• PROBLEM TO WORK ON: From the records below, copy out each line that has the word "before".

• DATA FOR THIS TASK:
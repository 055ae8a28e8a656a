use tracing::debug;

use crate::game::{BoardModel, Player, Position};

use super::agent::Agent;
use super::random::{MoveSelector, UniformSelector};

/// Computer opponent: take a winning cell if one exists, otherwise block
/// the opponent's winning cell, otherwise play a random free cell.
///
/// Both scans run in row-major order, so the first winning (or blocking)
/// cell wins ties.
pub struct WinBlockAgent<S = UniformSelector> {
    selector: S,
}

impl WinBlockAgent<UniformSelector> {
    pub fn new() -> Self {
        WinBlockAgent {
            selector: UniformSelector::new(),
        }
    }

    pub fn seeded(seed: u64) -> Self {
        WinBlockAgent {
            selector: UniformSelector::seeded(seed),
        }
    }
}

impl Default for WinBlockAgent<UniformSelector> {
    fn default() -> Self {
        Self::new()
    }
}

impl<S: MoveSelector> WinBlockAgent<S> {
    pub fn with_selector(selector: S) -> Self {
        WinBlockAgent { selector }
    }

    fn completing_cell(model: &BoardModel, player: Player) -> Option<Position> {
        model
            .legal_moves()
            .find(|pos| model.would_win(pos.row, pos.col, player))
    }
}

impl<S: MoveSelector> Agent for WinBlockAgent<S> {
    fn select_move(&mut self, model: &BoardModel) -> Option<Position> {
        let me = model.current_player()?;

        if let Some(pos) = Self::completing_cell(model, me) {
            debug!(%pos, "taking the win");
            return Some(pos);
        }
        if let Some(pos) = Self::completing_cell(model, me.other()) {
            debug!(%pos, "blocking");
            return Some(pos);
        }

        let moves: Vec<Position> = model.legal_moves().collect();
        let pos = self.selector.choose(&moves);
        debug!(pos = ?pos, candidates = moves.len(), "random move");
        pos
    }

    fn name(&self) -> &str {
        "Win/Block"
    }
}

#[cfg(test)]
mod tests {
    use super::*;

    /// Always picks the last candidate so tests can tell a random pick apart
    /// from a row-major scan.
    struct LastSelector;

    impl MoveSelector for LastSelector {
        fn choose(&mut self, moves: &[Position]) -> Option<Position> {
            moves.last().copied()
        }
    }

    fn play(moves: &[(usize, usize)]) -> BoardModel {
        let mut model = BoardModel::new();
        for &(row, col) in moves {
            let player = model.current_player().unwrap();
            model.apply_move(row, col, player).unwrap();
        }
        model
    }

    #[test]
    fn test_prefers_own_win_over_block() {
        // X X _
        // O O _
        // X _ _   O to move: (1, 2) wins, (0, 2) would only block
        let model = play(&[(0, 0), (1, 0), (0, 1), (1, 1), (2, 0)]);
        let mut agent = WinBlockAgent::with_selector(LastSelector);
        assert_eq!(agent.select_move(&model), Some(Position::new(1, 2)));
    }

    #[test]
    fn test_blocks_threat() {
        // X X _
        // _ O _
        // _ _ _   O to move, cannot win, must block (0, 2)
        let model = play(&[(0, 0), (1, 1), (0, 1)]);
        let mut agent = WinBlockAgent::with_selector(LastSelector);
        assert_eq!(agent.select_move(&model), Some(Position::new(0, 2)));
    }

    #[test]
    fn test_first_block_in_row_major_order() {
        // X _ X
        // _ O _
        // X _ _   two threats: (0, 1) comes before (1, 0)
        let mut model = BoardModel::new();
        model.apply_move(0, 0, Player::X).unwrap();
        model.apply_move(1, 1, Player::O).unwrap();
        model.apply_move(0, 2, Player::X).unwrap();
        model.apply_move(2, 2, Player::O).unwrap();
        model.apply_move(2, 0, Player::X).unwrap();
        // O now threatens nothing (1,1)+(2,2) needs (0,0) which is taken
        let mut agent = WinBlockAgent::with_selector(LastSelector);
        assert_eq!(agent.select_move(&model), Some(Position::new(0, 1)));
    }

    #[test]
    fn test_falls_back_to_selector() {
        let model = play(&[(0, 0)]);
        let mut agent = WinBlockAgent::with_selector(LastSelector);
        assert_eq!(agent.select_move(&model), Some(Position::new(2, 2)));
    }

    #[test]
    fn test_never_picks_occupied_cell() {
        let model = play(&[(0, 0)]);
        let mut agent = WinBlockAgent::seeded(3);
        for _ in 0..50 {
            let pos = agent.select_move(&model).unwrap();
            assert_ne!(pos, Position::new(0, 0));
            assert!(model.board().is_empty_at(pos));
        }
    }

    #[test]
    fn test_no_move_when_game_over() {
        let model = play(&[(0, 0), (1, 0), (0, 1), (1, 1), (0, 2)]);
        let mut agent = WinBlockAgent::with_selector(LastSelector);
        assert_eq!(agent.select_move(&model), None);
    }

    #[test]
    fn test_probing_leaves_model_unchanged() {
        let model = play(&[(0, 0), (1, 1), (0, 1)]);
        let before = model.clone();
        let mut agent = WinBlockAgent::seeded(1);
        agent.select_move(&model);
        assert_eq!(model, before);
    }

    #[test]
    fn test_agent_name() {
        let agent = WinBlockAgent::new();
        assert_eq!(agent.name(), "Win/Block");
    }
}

• RESPONSE TO THIS TASK:
        // X _ _   two threats: (0, 1) comes before (1, 0)
        let before = model.clone();
        assert_eq!(model, before);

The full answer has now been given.